U.S. Debt Ceiling Given Temporary Reprieve Until December, Data in UK, U.S. & Euro Area Turns Negative, more…


Geopolitical tensions between the United States and North Korea continue to expand following the North’s latest missile launch of what is said to be a hydrogen bomb. Consider that for the past decade North Korea have been making slow but steady progress on developing their nuclear programme. Through the media today we are led to believe that over the past three to four months in particular the country’s technological capability has grown substantially (all in spite of heavy economic sanctions). On the surface this appears the case. However, until a few weeks ago, the consensus was that North Korea neither possessed the ability to target the United States or were in ownership of an advanced nuclear arsenal. Now, both are being heavily pushed throughout the media. As tensions are exacerbated, so is North Korea’s level of weaponry it seems. Exactly how plausible it is to advance a nuclear programme to this degree, and within a narrow time frame, is a question that remains unasked.

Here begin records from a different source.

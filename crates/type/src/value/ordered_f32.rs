// SPDX-License-Identifier: MIT
// Copyright (c) 2025 ReifyDB

use std::{
	cmp::Ordering,
	fmt::{self, Display, Formatter},
	hash::{Hash, Hasher},
	ops::Deref,
};

use serde::{Deserialize, Serialize};

use crate::{
	error::{Error, TypeError},
	value::Type,
};

/// A finite f32 with a total order. NaN and infinities are rejected, negative
/// zero is stored as zero.
#[repr(transparent)]
#[derive(Debug, Copy, Clone, Default, Serialize, Deserialize)]
pub struct OrderedF32(f32);

impl OrderedF32 {
	pub fn value(&self) -> f32 {
		self.0
	}

	pub fn zero() -> OrderedF32 {
		OrderedF32(0.0)
	}
}

impl Deref for OrderedF32 {
	type Target = f32;

	fn deref(&self) -> &Self::Target {
		&self.0
	}
}

impl Display for OrderedF32 {
	fn fmt(&self, f: &mut Formatter<'_>) -> fmt::Result {
		Display::fmt(&self.0, f)
	}
}

impl PartialEq for OrderedF32 {
	fn eq(&self, other: &Self) -> bool {
		self.0.to_bits() == other.0.to_bits()
	}
}

impl Eq for OrderedF32 {}

impl PartialOrd for OrderedF32 {
	fn partial_cmp(&self, other: &Self) -> Option<Ordering> {
		Some(self.cmp(other))
	}
}

impl Ord for OrderedF32 {
	fn cmp(&self, other: &Self) -> Ordering {
		self.0.total_cmp(&other.0)
	}
}

impl Hash for OrderedF32 {
	fn hash<H: Hasher>(&self, state: &mut H) {
		self.0.to_bits().hash(state);
	}
}

impl From<OrderedF32> for f32 {
	fn from(v: OrderedF32) -> Self {
		v.0
	}
}

impl TryFrom<f32> for OrderedF32 {
	type Error = Error;

	fn try_from(f: f32) -> Result<Self, Self::Error> {
		if !f.is_finite() {
			return Err(TypeError::NumberOutOfRange {
				target: Type::Real,
				value: f.to_string(),
			}
			.into());
		}
		let normalized = if f == 0.0 {
			0.0
		} else {
			f
		};
		Ok(OrderedF32(normalized))
	}
}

Amidst threats from Donald Trump to cut off trade with nations that do business with North Korea, and the promise by Defense Secretary Jim Mattis of a ‘massive military response’ should U.S. territory or allies be targeted, the September deadline for raising the U.S. debt ceiling has just been extended to the middle of December.

We now have a situation where the Federal Reserve will announce interest rates for December on the 13th, the UK will announce interest rates on the 14th, the ECB may announce plans to possibly ‘taper’ their asset purchase programme on the 14th (assuming they fail to do so in October), and the U.S. debt ceiling will come up for renewal on the 15th. There exists the potential for not only the UK increasing rates, but for the Fed to further ‘normalise‘ monetary policy at a time when the debt ceiling comes directly into focus once again. The prospect of a U.S. government shutdown over the Christmas season or into 2018 will no doubt be a narrative that gains strength over the coming weeks. It would also set the tone economically for the next 12 months ahead.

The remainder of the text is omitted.